WHAT TO WORK ON:
Go through each line of the records below and count those with the word "StatusCode". Give only the count.
━━━━
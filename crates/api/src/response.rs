//! Response envelope shared by every handler.
//!
//! A handler returns one [`ApiResponse`] value. Producing it is the only way
//! to answer a request, so a handler cannot emit two responses.

use axum::{
    Json,
    http::{HeaderValue, StatusCode, header::LOCATION},
    response::{IntoResponse, Response},
};
use civica_core::voting::{VotingError, VotingReply};
use civica_shared::AppError;
use serde::Serialize;
use serde_json::Value;
use tracing::{error, warn};

/// Outcome of a request.
#[derive(Debug)]
pub enum ApiResponse {
    /// `302 Found` to the given location.
    Redirect(HeaderValue),
    /// `{status, message}`, used for failures and empty results.
    Message {
        /// HTTP status.
        status: StatusCode,
        /// Human-readable message.
        message: String,
    },
    /// `{status, data}`, used for successful results.
    Data {
        /// HTTP status.
        status: StatusCode,
        /// Result payload.
        data: Value,
    },
    /// Status and body chosen by a collaborator, passed through unchanged.
    Relayed {
        /// HTTP status.
        status: StatusCode,
        /// Body.
        body: Value,
    },
}

#[derive(Serialize)]
struct Envelope<'a> {
    status: u16,
    #[serde(skip_serializing_if = "Option::is_none")]
    message: Option<&'a str>,
    #[serde(skip_serializing_if = "Option::is_none")]
    data: Option<&'a Value>,
}

impl ApiResponse {
    /// `200` with a data payload.
    #[must_use]
    pub fn ok(data: Value) -> Self {
        Self::Data {
            status: StatusCode::OK,
            data,
        }
    }

    /// Message response with the given status.
    #[must_use]
    pub fn message(status: StatusCode, message: impl Into<String>) -> Self {
        Self::Message {
            status,
            message: message.into(),
        }
    }

    /// Status code this response will be sent with.
    #[must_use]
    pub fn status(&self) -> StatusCode {
        match self {
            Self::Redirect(_) => StatusCode::FOUND,
            Self::Message { status, .. }
            | Self::Data { status, .. }
            | Self::Relayed { status, .. } => *status,
        }
    }
}

fn status_from_u16(code: u16) -> StatusCode {
    StatusCode::from_u16(code).unwrap_or(StatusCode::INTERNAL_SERVER_ERROR)
}

impl From<AppError> for ApiResponse {
    fn from(err: AppError) -> Self {
        Self::message(status_from_u16(err.status_code()), err.message())
    }
}

impl From<Result<VotingReply, VotingError>> for ApiResponse {
    fn from(result: Result<VotingReply, VotingError>) -> Self {
        match result {
            Ok(reply) => Self::Relayed {
                status: status_from_u16(reply.status),
                body: reply.body,
            },
            Err(err) => {
                let status = status_from_u16(err.status_code());
                if status.is_server_error() {
                    error!(error = %err, "Voting request failed");
                } else {
                    warn!(error = %err, "Voting request rejected");
                }
                Self::message(status, err.to_string())
            }
        }
    }
}

impl IntoResponse for ApiResponse {
    fn into_response(self) -> Response {
        match self {
            Self::Redirect(location) => (StatusCode::FOUND, [(LOCATION, location)]).into_response(),
            Self::Message { status, message } => {
                let envelope = Envelope {
                    status: status.as_u16(),
                    message: Some(&message),
                    data: None,
                };
                (status, Json(envelope)).into_response()
            }
            Self::Data { status, data } => {
                let envelope = Envelope {
                    status: status.as_u16(),
                    message: None,
                    data: Some(&data),
                };
                (status, Json(envelope)).into_response()
            }
            Self::Relayed { status, body } => (status, Json(body)).into_response(),
        }
    }
}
━━━━
ANSWER BELOW:
11